In 1983, Ms Kinnock had visited women protesting at a US air base at Greenham Common in southern England to call for the removal of US cruise missiles. She also supported militant miners who went on strike in the mid-1980s to protest government plans to close mines.

A year after she became a member of the European Parliament, her husband was appointed a senior executive official of the European Union, and the Kinnocks became known as a power couple in Brussels, the bloc’s headquarters.

Throughout their career, they resisted conservative comments that she was a devious backstage force. The accusation made her angry. “It was brutal, describing me as very manipulative and always undermining Neil,” she said.

The perception persisted. Even the left-wing newspaper The Daily Mirror noted in its obituary: “As Labour’s dynamic duo, the Kinnocks were nicknamed ‘the Power and the Glory’ – and everyone knew exactly who the Power was: Glenys.”

Glenys Elizabeth Parry was born on July 7, 1944 in Roade, a village in the English Midlands, to Cyril and Elizabeth (Pritchard) Parry. Her father was a railway signalman and Labor Party activist. She once recalled him taking her as a baby during election campaigns and stacking pamphlets in her carriage.

In her youth the family moved to Holyhead, on the Isle of Anglesey in North Wales. As a teenager she became a member of the Labor Party and an active campaigner against nuclear weapons. She studied education and history at University College, Cardiff, where she met her future husband, and then worked as a teacher. They married in 1967 and were together for 56 years at the time of her death.

Ms Kinnock was a Socialist Member of the European Parliament for 15 years, specializing in international development. In Britain, Conservative-supporting newspapers accused the Kinnocks of living a charmed life and enjoying the benefits of a so-called European Union gravy train.

In 2005, her husband was appointed to the British House of Lords as Lord Kinnock, a title that theoretically allowed Mrs. Kinnock to call herself Lady Kinnock, but she declined to adopt the honorary title, the BBC. reported.
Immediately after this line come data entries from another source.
// Vireo
// Copyright (c) 2026 The Project Vireo Developers.
//
// This Source Code Form is subject to the terms of the Mozilla Public
// License, v. 2.0. If a copy of the MPL was not distributed with this
// file, You can obtain one at https://mozilla.org/MPL/2.0/.

//! Project Vireo shared structs, traits, and entropy decoding primitives.

pub mod errors;
pub mod io;
pub mod util;
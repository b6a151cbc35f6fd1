// Vireo
// Copyright (c) 2026 The Project Vireo Developers.
//
// This Source Code Form is subject to the terms of the Mozilla Public
// License, v. 2.0. If a copy of the MPL was not distributed with this
// file, You can obtain one at https://mozilla.org/MPL/2.0/.

//! The mode-info grid records the decoded blocks of a frame at 4x4 luma granularity.

use vireo_core::errors::{limit_error, logic_error, Result};

use crate::common::{BlockSize, Mv, PredictionMode, RefFrame, TxSize};

/// The largest frame dimension, in mode-info units, a grid may be created for (65536 pixels).
const MAX_MI_DIM: usize = 1 << 14;

/// Per-block mode information produced by the mode decoder.
#[derive(Clone, Debug, PartialEq, Eq)]
pub struct BlockInfo {
    pub size: BlockSize,
    pub mode: PredictionMode,
    /// The reference frames. The first is `Intra` for intra blocks, the second is only set for
    /// compound prediction.
    pub ref_frame: [RefFrame; 2],
    pub compound: bool,
    pub mv: [Mv; 2],
    /// True if the block has no residual.
    pub skip: bool,
    pub segment_id: u8,
    /// The uniform luma transform size of the block. Variable transform partitions are recorded
    /// on the grid with [`ModeInfoGrid::set_tx_size`].
    pub tx_size: TxSize,
    pub delta_lf_from_base: i8,
    pub delta_lf: [i8; 4],
}

impl BlockInfo {
    /// Instantiate an intra block using the largest transform for its size.
    pub fn intra(size: BlockSize, mode: PredictionMode) -> Self {
        BlockInfo {
            size,
            mode,
            ref_frame: [RefFrame::Intra, RefFrame::Intra],
            compound: false,
            mv: [Mv::ZERO; 2],
            skip: false,
            segment_id: 0,
            tx_size: TxSize::max_rect_luma(size),
            delta_lf_from_base: 0,
            delta_lf: [0; 4],
        }
    }

    /// Instantiate a single reference inter block.
    pub fn inter(size: BlockSize, mode: PredictionMode, ref_frame: RefFrame, mv: Mv) -> Self {
        BlockInfo {
            ref_frame: [ref_frame, RefFrame::Intra],
            mv: [mv, Mv::ZERO],
            ..BlockInfo::intra(size, mode)
        }
    }

    /// Instantiate a compound inter block.
    pub fn compound(
        size: BlockSize,
        mode: PredictionMode,
        ref_frames: [RefFrame; 2],
        mvs: [Mv; 2],
    ) -> Self {
        BlockInfo { ref_frame: ref_frames, compound: true, mv: mvs, ..BlockInfo::intra(size, mode) }
    }

    pub fn with_skip(mut self, skip: bool) -> Self {
        self.skip = skip;
        self
    }

    pub fn with_segment(mut self, segment_id: u8) -> Self {
        self.segment_id = segment_id;
        self
    }

    pub fn with_tx_size(mut self, tx_size: TxSize) -> Self {
        self.tx_size = tx_size;
        self
    }

    #[inline(always)]
    pub fn is_inter(&self) -> bool {
        self.ref_frame[0].is_inter()
    }

    /// Gets the reference frame in slot `idx`, or `None` if the slot is unused.
    #[inline(always)]
    pub fn ref_frame(&self, idx: usize) -> Option<RefFrame> {
        match idx {
            0 => Some(self.ref_frame[0]),
            1 if self.compound => Some(self.ref_frame[1]),
            _ => None,
        }
    }
}

/// A handle to a block stored in a [`ModeInfoGrid`].
#[derive(Copy, Clone, Debug, PartialEq, Eq, Hash)]
pub struct BlockId(u32);

#[derive(Clone, Debug)]
struct PlacedBlock {
    info: BlockInfo,
    mi_row: usize,
    mi_col: usize,
}

/// `ModeInfoGrid` maps every mode-info unit of a frame to the block covering it.
///
/// A unit is empty until the block covering it has been inserted, so the grid doubles as the map
/// of already decoded units.
#[derive(Clone, Debug)]
pub struct ModeInfoGrid {
    mi_rows: usize,
    mi_cols: usize,
    cells: Vec<Option<BlockId>>,
    tx_sizes: Vec<TxSize>,
    blocks: Vec<PlacedBlock>,
}

impl ModeInfoGrid {
    /// Instantiate an empty grid of `mi_rows` by `mi_cols` mode-info units.
    pub fn new(mi_rows: usize, mi_cols: usize) -> Result<Self> {
        if mi_rows == 0 || mi_cols == 0 {
            return logic_error("mode-info grid must not be empty");
        }
        if mi_rows > MAX_MI_DIM || mi_cols > MAX_MI_DIM {
            return limit_error("frame dimensions exceed the mode-info grid limit");
        }

        let units = mi_rows * mi_cols;

        Ok(ModeInfoGrid {
            mi_rows,
            mi_cols,
            cells: vec![None; units],
            tx_sizes: vec![TxSize::Tx4x4; units],
            blocks: Vec::new(),
        })
    }

    #[inline(always)]
    pub fn mi_rows(&self) -> usize {
        self.mi_rows
    }

    #[inline(always)]
    pub fn mi_cols(&self) -> usize {
        self.mi_cols
    }

    /// Removes all blocks from the grid and resets every transform size to 4x4.
    pub fn clear(&mut self) {
        self.cells.fill(None);
        self.tx_sizes.fill(TxSize::Tx4x4);
        self.blocks.clear();
    }

    /// Inserts a decoded block with its top-left unit at `(mi_row, mi_col)`. The parts of the block
    /// beyond the frame are not recorded. The transform size of every covered unit is set to the
    /// block's transform size.
    pub fn insert(&mut self, mi_row: usize, mi_col: usize, info: BlockInfo) -> Result<BlockId> {
        if mi_row >= self.mi_rows || mi_col >= self.mi_cols {
            return logic_error("block origin is outside the frame");
        }
        if mi_row % info.size.height_mi().min(16) != 0 || mi_col % info.size.width_mi().min(16) != 0
        {
            return logic_error("block origin is not aligned to the block size");
        }

        let id = BlockId(self.blocks.len() as u32);

        let row_end = (mi_row + info.size.height_mi()).min(self.mi_rows);
        let col_end = (mi_col + info.size.width_mi()).min(self.mi_cols);

        for row in mi_row..row_end {
            let base = row * self.mi_cols;
            self.cells[base + mi_col..base + col_end].fill(Some(id));
            self.tx_sizes[base + mi_col..base + col_end].fill(info.tx_size);
        }

        self.blocks.push(PlacedBlock { info, mi_row, mi_col });

        Ok(id)
    }

    /// Records a transform unit of size `tx_size` with its top-left unit at `(mi_row, mi_col)`.
    /// Units beyond the frame are not recorded.
    pub fn set_tx_size(&mut self, mi_row: usize, mi_col: usize, tx_size: TxSize) -> Result<()> {
        if mi_row >= self.mi_rows || mi_col >= self.mi_cols {
            return logic_error("transform origin is outside the frame");
        }

        let row_end = (mi_row + tx_size.height_units()).min(self.mi_rows);
        let col_end = (mi_col + tx_size.width_units()).min(self.mi_cols);

        for row in mi_row..row_end {
            let base = row * self.mi_cols;
            self.tx_sizes[base + mi_col..base + col_end].fill(tx_size);
        }

        Ok(())
    }

    /// Gets the block information of a block handle.
    #[inline(always)]
    pub fn block(&self, id: BlockId) -> &BlockInfo {
        &self.blocks[id.0 as usize].info
    }

    /// Gets the top-left unit of a block handle.
    #[inline(always)]
    pub fn origin(&self, id: BlockId) -> (usize, usize) {
        let placed = &self.blocks[id.0 as usize];
        (placed.mi_row, placed.mi_col)
    }

    /// Iterates over the inserted blocks and their top-left units in insertion order.
    pub fn blocks(&self) -> impl Iterator<Item = (usize, usize, &BlockInfo)> + '_ {
        self.blocks.iter().map(|placed| (placed.mi_row, placed.mi_col, &placed.info))
    }

    /// Gets the handle of the block covering the unit `(mi_row, mi_col)`, if any.
    #[inline(always)]
    pub fn id_at(&self, mi_row: usize, mi_col: usize) -> Option<BlockId> {
        if mi_row < self.mi_rows && mi_col < self.mi_cols {
            self.cells[mi_row * self.mi_cols + mi_col]
        }
        else {
            None
        }
    }

    /// Gets the block covering the unit `(mi_row, mi_col)`, if any.
    #[inline(always)]
    pub fn get(&self, mi_row: usize, mi_col: usize) -> Option<&BlockInfo> {
        self.id_at(mi_row, mi_col).map(|id| self.block(id))
    }

    /// Gets the block covering a unit given by signed coordinates. Coordinates outside the frame
    /// yield `None`.
    #[inline(always)]
    pub fn get_signed(&self, mi_row: i32, mi_col: i32) -> Option<&BlockInfo> {
        if mi_row < 0 || mi_col < 0 {
            return None;
        }
        self.get(mi_row as usize, mi_col as usize)
    }

    /// Returns true if the unit `(mi_row, mi_col)` has been decoded.
    #[inline(always)]
    pub fn is_decoded(&self, mi_row: i32, mi_col: i32) -> bool {
        self.get_signed(mi_row, mi_col).is_some()
    }

    /// Gets the transform size recorded for the unit `(mi_row, mi_col)`.
    #[inline(always)]
    pub fn tx_size_at(&self, mi_row: usize, mi_col: usize) -> Option<TxSize> {
        if mi_row < self.mi_rows && mi_col < self.mi_cols {
            Some(self.tx_sizes[mi_row * self.mi_cols + mi_col])
        }
        else {
            None
        }
    }
}

/// The bounds of a tile in mode-info units. The end bounds are exclusive.
#[derive(Copy, Clone, Debug, PartialEq, Eq)]
pub struct TileInfo {
    pub mi_row_start: usize,
    pub mi_row_end: usize,
    pub mi_col_start: usize,
    pub mi_col_end: usize,
}

impl TileInfo {
    /// A single tile spanning the whole grid.
    pub fn whole_frame(grid: &ModeInfoGrid) -> Self {
        TileInfo {
            mi_row_start: 0,
            mi_row_end: grid.mi_rows(),
            mi_col_start: 0,
            mi_col_end: grid.mi_cols(),
        }
    }

    /// Returns true if the unit at `(mi_row + row_offset, mi_col + col_offset)` lies in the tile.
    #[inline(always)]
    pub fn is_inside(&self, mi_row: i32, mi_col: i32, row_offset: i32, col_offset: i32) -> bool {
        let row = mi_row + row_offset;
        let col = mi_col + col_offset;

        !(row < self.mi_row_start as i32
            || col < self.mi_col_start as i32
            || row >= self.mi_row_end as i32
            || col >= self.mi_col_end as i32)
    }
}

#[cfg(test)]
mod tests {
    use super::*;
    use vireo_core::errors::Error;

    #[test]
    fn verify_insert_covers_block() {
        let mut grid = ModeInfoGrid::new(8, 8).unwrap();

        let id = grid
            .insert(
                4,
                4,
                BlockInfo::intra(BlockSize::B16x16, PredictionMode::DcPred).with_segment(3),
            )
            .unwrap();

        assert_eq!(grid.origin(id), (4, 4));
        assert_eq!(grid.id_at(7, 7), Some(id));
        assert_eq!(grid.id_at(3, 4), None);
        assert_eq!(grid.get(5, 6).map(|b| b.segment_id), Some(3));
        assert_eq!(grid.tx_size_at(6, 6), Some(TxSize::Tx16x16));
        assert!(grid.is_decoded(4, 4));
        assert!(!grid.is_decoded(-1, 4));
        assert!(!grid.is_decoded(4, 8));
    }

    #[test]
    fn verify_insert_clips_to_frame() {
        let mut grid = ModeInfoGrid::new(6, 6).unwrap();

        let id = grid.insert(0, 0, BlockInfo::intra(BlockSize::B32x32, PredictionMode::VPred));

        assert!(id.is_ok());
        assert!(grid.get(5, 5).is_some());
        assert_eq!(grid.tx_size_at(6, 0), None);
    }

    #[test]
    fn verify_insert_rejects_misplaced_blocks() {
        let mut grid = ModeInfoGrid::new(8, 8).unwrap();

        let info = BlockInfo::intra(BlockSize::B8x8, PredictionMode::DcPred);

        assert!(matches!(grid.insert(8, 0, info.clone()), Err(Error::LogicError(_))));
        assert!(matches!(grid.insert(1, 0, info), Err(Error::LogicError(_))));
    }

    #[test]
    fn verify_grid_limits() {
        assert!(matches!(ModeInfoGrid::new(0, 4), Err(Error::LogicError(_))));
        assert!(matches!(ModeInfoGrid::new(4, MAX_MI_DIM + 1), Err(Error::LimitError(_))));
    }

    #[test]
    fn verify_set_tx_size() {
        let mut grid = ModeInfoGrid::new(16, 16).unwrap();

        grid.insert(0, 0, BlockInfo::intra(BlockSize::B64x64, PredictionMode::DcPred)).unwrap();
        grid.set_tx_size(8, 8, TxSize::Tx16x8).unwrap();

        assert_eq!(grid.tx_size_at(8, 8), Some(TxSize::Tx16x8));
        assert_eq!(grid.tx_size_at(9, 11), Some(TxSize::Tx16x8));
        assert_eq!(grid.tx_size_at(10, 8), Some(TxSize::Tx64x64));
    }

    #[test]
    fn verify_clear_resets_tx_sizes() {
        let mut grid = ModeInfoGrid::new(16, 16).unwrap();

        grid.insert(0, 0, BlockInfo::intra(BlockSize::B64x64, PredictionMode::DcPred)).unwrap();
        grid.clear();

        assert_eq!(grid.blocks().count(), 0);
        assert!(!grid.is_decoded(3, 3));
        assert_eq!(grid.tx_size_at(3, 3), Some(TxSize::Tx4x4));
        assert_eq!(grid.tx_size_at(15, 15), Some(TxSize::Tx4x4));
    }

    #[test]
    fn verify_tile_is_inside() {
        let tile = TileInfo { mi_row_start: 16, mi_row_end: 32, mi_col_start: 0, mi_col_end: 16 };

        assert!(tile.is_inside(16, 0, 0, 0));
        assert!(!tile.is_inside(16, 0, -1, 0));
        assert!(!tile.is_inside(16, 15, 0, 1));
        assert!(tile.is_inside(20, 8, 11, 7));
    }
}
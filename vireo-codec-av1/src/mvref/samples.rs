// Vireo
// Copyright (c) 2026 The Project Vireo Developers.
//
// This Source Code Form is subject to the terms of the Mozilla Public
// License, v. 2.0. If a copy of the MPL was not distributed with this
// file, You can obtain one at https://mozilla.org/MPL/2.0/.

//! Sample collection for local warped motion.
//!
//! A block predicted with local warped motion fits its warp model to the centres of the adjacent
//! blocks that predict from the same reference frame, and to where their motion vectors place
//! those centres in the reference frame.

use log::trace;
use smallvec::SmallVec;

use crate::common::{BlockSize, Mv, RefFrame, MI_SIZE};
use crate::grid::BlockInfo;

use super::FrameMvContext;

/// The maximum number of samples collected for one block.
pub const LEAST_SQUARES_SAMPLES_MAX: usize = 8;

/// A neighbour's centre relative to the top-left pixel of the block, and the same point displaced
/// by the neighbour's motion vector. Both are `(x, y)` pairs in 1/8 pel.
#[derive(Copy, Clone, Debug, Default, PartialEq, Eq)]
pub struct WarpSample {
    pub pt: (i32, i32),
    pub pt_in_ref: (i32, i32),
}

pub type WarpSamples = SmallVec<[WarpSample; LEAST_SQUARES_SAMPLES_MAX]>;

impl WarpSample {
    fn new(cand: &BlockInfo, row_offset: i32, sign_r: i32, col_offset: i32, sign_c: i32) -> Self {
        let unit = MI_SIZE as i32;
        let bw = (cand.size.width() as i32).max(unit);
        let bh = (cand.size.height() as i32).max(unit);

        let x = 8 * (col_offset * unit + sign_c * bw / 2 - 1);
        let y = 8 * (row_offset * unit + sign_r * bh / 2 - 1);

        let mv = cand.mv[0];

        WarpSample { pt: (x, y), pt_in_ref: (x + i32::from(mv.col), y + i32::from(mv.row)) }
    }

    /// The distance, in 1/8 pel, between the neighbour's displacement and `mv`.
    fn mv_difference(&self, mv: Mv) -> i32 {
        let dx = self.pt_in_ref.0 - self.pt.0 - i32::from(mv.col);
        let dy = self.pt_in_ref.1 - self.pt.1 - i32::from(mv.row);
        dx.abs() + dy.abs()
    }
}

/// Appends a sample and returns true once no more samples may be added.
fn record(
    samples: &mut WarpSamples,
    cand: &BlockInfo,
    row_offset: i32,
    sign_r: i32,
    col_offset: i32,
    sign_c: i32,
) -> bool {
    samples.push(WarpSample::new(cand, row_offset, sign_r, col_offset, sign_c));
    samples.len() >= LEAST_SQUARES_SAMPLES_MAX
}

impl FrameMvContext<'_> {
    /// Collects the warped motion samples of the block of size `bsize` at `(mi_row, mi_col)`
    /// predicting from `ref_frame`.
    ///
    /// The row above is visited first, then the column to the left, the block above-left, and
    /// finally the block above-right. Only single reference neighbours predicting from
    /// `ref_frame` contribute, and at most [`LEAST_SQUARES_SAMPLES_MAX`] samples are returned.
    pub fn find_warp_samples(
        &self,
        mi_row: usize,
        mi_col: usize,
        bsize: BlockSize,
        ref_frame: RefFrame,
    ) -> WarpSamples {
        let mut samples = WarpSamples::new();

        self.collect_warp_samples(&mut samples, mi_row, mi_col, bsize, ref_frame);

        trace!(
            "warp samples at ({}, {}) {:?} {:?}: {}",
            mi_row,
            mi_col,
            bsize,
            ref_frame,
            samples.len()
        );

        samples
    }

    fn collect_warp_samples(
        &self,
        samples: &mut WarpSamples,
        mi_row: usize,
        mi_col: usize,
        bsize: BlockSize,
        ref_frame: RefFrame,
    ) {
        let grid = self.grid;
        let tile = self.tile;

        let (row, col) = (mi_row as i32, mi_col as i32);
        let n4_w = bsize.width_mi() as i32;
        let n4_h = bsize.height_mi() as i32;

        let up_available = mi_row > tile.mi_row_start;
        let left_available = mi_col > tile.mi_col_start;

        let matches = |cand: &BlockInfo| !cand.compound && cand.ref_frame[0] == ref_frame;

        let mut do_tl = true;
        let mut do_tr = true;

        if up_available {
            if let Some(id) = grid.id_at(mi_row - 1, mi_col) {
                let above = grid.block(id);
                let above_w = above.size.width_mi() as i32;

                if n4_w <= above_w {
                    let col_offset = grid.origin(id).1 as i32 - col;

                    if col_offset < 0 {
                        do_tl = false;
                    }
                    if col_offset + above_w > n4_w {
                        do_tr = false;
                    }

                    if matches(above) && record(samples, above, 0, -1, col_offset, 1) {
                        return;
                    }
                }
                else {
                    let end = n4_w.min(grid.mi_cols() as i32 - col);
                    let mut i = 0;

                    while i < end {
                        let cand = match grid.get_signed(row - 1, col + i) {
                            Some(cand) => cand,
                            None => break,
                        };

                        if matches(cand) && record(samples, cand, 0, -1, i, 1) {
                            return;
                        }

                        i += n4_w.min(cand.size.width_mi() as i32);
                    }
                }
            }
        }

        if left_available {
            if let Some(id) = grid.id_at(mi_row, mi_col - 1) {
                let left = grid.block(id);
                let left_h = left.size.height_mi() as i32;

                if n4_h <= left_h {
                    let row_offset = grid.origin(id).0 as i32 - row;

                    if row_offset < 0 {
                        do_tl = false;
                    }

                    if matches(left) && record(samples, left, row_offset, 1, 0, -1) {
                        return;
                    }
                }
                else {
                    let end = n4_h.min(grid.mi_rows() as i32 - row);
                    let mut i = 0;

                    while i < end {
                        let cand = match grid.get_signed(row + i, col - 1) {
                            Some(cand) => cand,
                            None => break,
                        };

                        if matches(cand) && record(samples, cand, i, 1, 0, -1) {
                            return;
                        }

                        i += n4_h.min(cand.size.height_mi() as i32);
                    }
                }
            }
        }

        if do_tl && left_available && up_available {
            if let Some(cand) = grid.get_signed(row - 1, col - 1) {
                if matches(cand) && record(samples, cand, 0, -1, 0, -1) {
                    return;
                }
            }
        }

        if do_tr && self.has_top_right(row, col, n4_w, n4_h) && tile.is_inside(row, col, -1, n4_w)
        {
            if let Some(cand) = grid.get_signed(row - 1, col + n4_w) {
                if matches(cand) {
                    record(samples, cand, 0, -1, n4_w, 1);
                }
            }
        }
    }
}

/// Discards the samples of `samples` whose displacement differs from `mv` by more than a
/// threshold derived from `bsize`, and returns the number of samples kept.
///
/// Kept samples from the end of the list fill the slots of discarded ones, so the order of the
/// survivors is not preserved. If every sample is discarded, only the first is kept.
pub fn select_warp_samples(samples: &mut WarpSamples, mv: Mv, bsize: BlockSize) -> usize {
    let thresh = bsize.width().max(bsize.height()).clamp(16, 112) as i32;

    let mut keep: SmallVec<[bool; LEAST_SQUARES_SAMPLES_MAX]> =
        samples.iter().map(|sample| sample.mv_difference(mv) <= thresh).collect();

    let kept = keep.iter().filter(|&&k| k).count();

    if kept == 0 {
        samples.truncate(1);
        return samples.len();
    }

    let len = samples.len();
    let mut i = 0;
    let mut j = len - 1;

    for _ in 0..len - kept {
        while keep[i] {
            i += 1;
        }
        while !keep[j] {
            j -= 1;
        }
        if i > j {
            break;
        }

        samples[i] = samples[j];
        keep[i] = true;

        i += 1;
        j -= 1;
    }

    samples.truncate(kept);
    kept
}

#[cfg(test)]
mod tests {
    use super::*;
    use crate::common::PredictionMode;
    use crate::grid::{ModeInfoGrid, TileInfo};
    use crate::mvref::{FrameRefs, MvRefOptions};

    fn grid_with(blocks: &[(usize, usize, BlockInfo)]) -> ModeInfoGrid {
        let mut grid = ModeInfoGrid::new(16, 16).unwrap();
        for (row, col, info) in blocks {
            grid.insert(*row, *col, info.clone()).unwrap();
        }
        grid
    }

    fn inter(bsize: BlockSize, rf: RefFrame, mv: Mv) -> BlockInfo {
        BlockInfo::inter(bsize, PredictionMode::NearestMv, rf, mv)
    }

    fn sample(pt: (i32, i32), pt_in_ref: (i32, i32)) -> WarpSample {
        WarpSample { pt, pt_in_ref }
    }

    #[test]
    fn verify_samples_from_all_neighbours() {
        let last = RefFrame::Last;
        let grid = grid_with(&[
            (0, 0, inter(BlockSize::B16x16, last, Mv::new(0, 0))),
            (0, 4, inter(BlockSize::B16x16, last, Mv::new(8, -4))),
            (0, 8, inter(BlockSize::B16x16, last, Mv::new(-16, 2))),
            (4, 0, inter(BlockSize::B16x16, last, Mv::new(1, 1))),
        ]);
        let refs = FrameRefs::default();
        let ctx = FrameMvContext::new(&grid, &refs, MvRefOptions::default());

        let samples = ctx.find_warp_samples(4, 4, BlockSize::B16x16, last);

        let expected = [
            sample((56, -72), (52, -64)),
            sample((-72, 56), (-71, 57)),
            sample((-72, -72), (-72, -72)),
            sample((184, -72), (186, -88)),
        ];

        assert_eq!(samples.as_slice(), &expected);
    }

    #[test]
    fn verify_wide_above_neighbour_skips_corners() {
        let last = RefFrame::Last;
        let grid = grid_with(&[
            (0, 0, inter(BlockSize::B32x8, last, Mv::new(4, 4))),
            (2, 0, inter(BlockSize::B8x8, last, Mv::new(0, -8))),
        ]);
        let refs = FrameRefs::default();
        let ctx = FrameMvContext::new(&grid, &refs, MvRefOptions::default());

        // The above neighbour also covers the above-left and above-right units.
        let samples = ctx.find_warp_samples(2, 2, BlockSize::B8x8, last);

        let expected = [sample((56, -40), (60, -36)), sample((-40, 24), (-48, 24))];

        assert_eq!(samples.as_slice(), &expected);
    }

    #[test]
    fn verify_sample_count_is_capped() {
        let last = RefFrame::Last;
        let mut blocks = Vec::new();
        for i in 0..8 {
            blocks.push((7, 8 + i, inter(BlockSize::B4x4, last, Mv::new(0, i as i16))));
            blocks.push((8 + i, 7, inter(BlockSize::B4x4, last, Mv::ZERO)));
        }
        let grid = grid_with(&blocks);
        let refs = FrameRefs::default();
        let ctx = FrameMvContext::new(&grid, &refs, MvRefOptions::default());

        let samples = ctx.find_warp_samples(8, 8, BlockSize::B32x32, last);

        assert_eq!(samples.len(), LEAST_SQUARES_SAMPLES_MAX);

        // Every sample comes from the row above.
        for (i, found) in samples.iter().enumerate() {
            let x = 8 * (4 * i as i32 + 1);
            assert_eq!(*found, sample((x, -24), (x + i as i32, -24)));
        }
    }

    #[test]
    fn verify_samples_require_matching_single_reference() {
        let (last, golden) = (RefFrame::Last, RefFrame::Golden);
        let grid = grid_with(&[
            (0, 0, BlockInfo::intra(BlockSize::B16x16, PredictionMode::DcPred)),
            (0, 4, inter(BlockSize::B16x16, golden, Mv::new(8, 8))),
            (0, 8, inter(BlockSize::B16x16, last, Mv::new(8, 8))),
            (
                4,
                0,
                BlockInfo::compound(
                    BlockSize::B16x16,
                    PredictionMode::NearestMv,
                    [last, golden],
                    [Mv::ZERO; 2],
                ),
            ),
        ]);
        let refs = FrameRefs::default();
        let ctx = FrameMvContext::new(&grid, &refs, MvRefOptions::default());

        let samples = ctx.find_warp_samples(4, 4, BlockSize::B16x16, last);

        assert_eq!(samples.as_slice(), &[sample((184, -72), (192, -64))]);

        // The above-right block lies in another tile.
        let tile = TileInfo { mi_row_start: 0, mi_row_end: 16, mi_col_start: 0, mi_col_end: 8 };
        let ctx = ctx.with_tile(tile);

        assert!(ctx.find_warp_samples(4, 4, BlockSize::B16x16, last).is_empty());
    }

    #[test]
    fn verify_select_prunes_by_mv_difference() {
        let mv = Mv::new(8, -8);

        // Differences from `mv` of 48, 4, 16, and 17.
        let mut samples: WarpSamples = [
            sample((0, 0), (32, 0)),
            sample((8, 8), (4, 16)),
            sample((-8, 8), (-16, 32)),
            sample((0, -8), (-25, 0)),
        ]
        .into_iter()
        .collect();

        let kept = select_warp_samples(&mut samples, mv, BlockSize::B16x16);

        assert_eq!(kept, 2);
        assert_eq!(samples.as_slice(), &[sample((-8, 8), (-16, 32)), sample((8, 8), (4, 16))]);
    }

    #[test]
    fn verify_select_threshold_follows_block_size() {
        let mv = Mv::ZERO;
        let far = [sample((0, 0), (40, 24)), sample((0, 0), (200, 0))];

        // A 16x16 block keeps differences up to 16.
        let mut samples: WarpSamples = far.into_iter().collect();
        assert_eq!(select_warp_samples(&mut samples, mv, BlockSize::B16x16), 1);
        assert_eq!(samples.as_slice(), &far[..1]);

        // A 64x16 block keeps differences up to 64.
        let mut samples: WarpSamples = far.into_iter().collect();
        assert_eq!(select_warp_samples(&mut samples, mv, BlockSize::B64x16), 1);
        assert_eq!(samples.as_slice(), &far[..1]);

        // The threshold never exceeds 112.
        let mut samples: WarpSamples = [sample((0, 0), (113, 0))].into_iter().collect();
        assert_eq!(select_warp_samples(&mut samples, mv, BlockSize::B128x128), 1);
    }

    #[test]
    fn verify_select_keeps_first_sample() {
        let far = [sample((0, 0), (64, 0)), sample((8, 0), (8, 64))];
        let mut samples: WarpSamples = far.into_iter().collect();

        assert_eq!(select_warp_samples(&mut samples, Mv::ZERO, BlockSize::B8x8), 1);
        assert_eq!(samples.as_slice(), &far[..1]);
    }
}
In 2009, Gordon Brown, then British Prime Minister, appointed her as deputy minister. Under British rules, only lawmakers in the lower house or upper house of parliament can be ministers. So Mr Brown made her Baroness Kinnock of Holyhead, giving her a seat in the House of Lords. She took over responsibilities for Britain’s relations with Europe and then Africa until Labor lost the 2010 election.

Ms Kinnock resigned from the House of Lords in 2021, four years after her Alzheimer’s diagnosis.

“We can’t imagine what that day was like for her,” her children Rachel and Stephen wrote The Times of London in 2022. “She never complained, but we know she was terrified. For such a formidable, strong, intelligent, funny and dignified woman, it must have been devastating to feel her spirit slipping away.”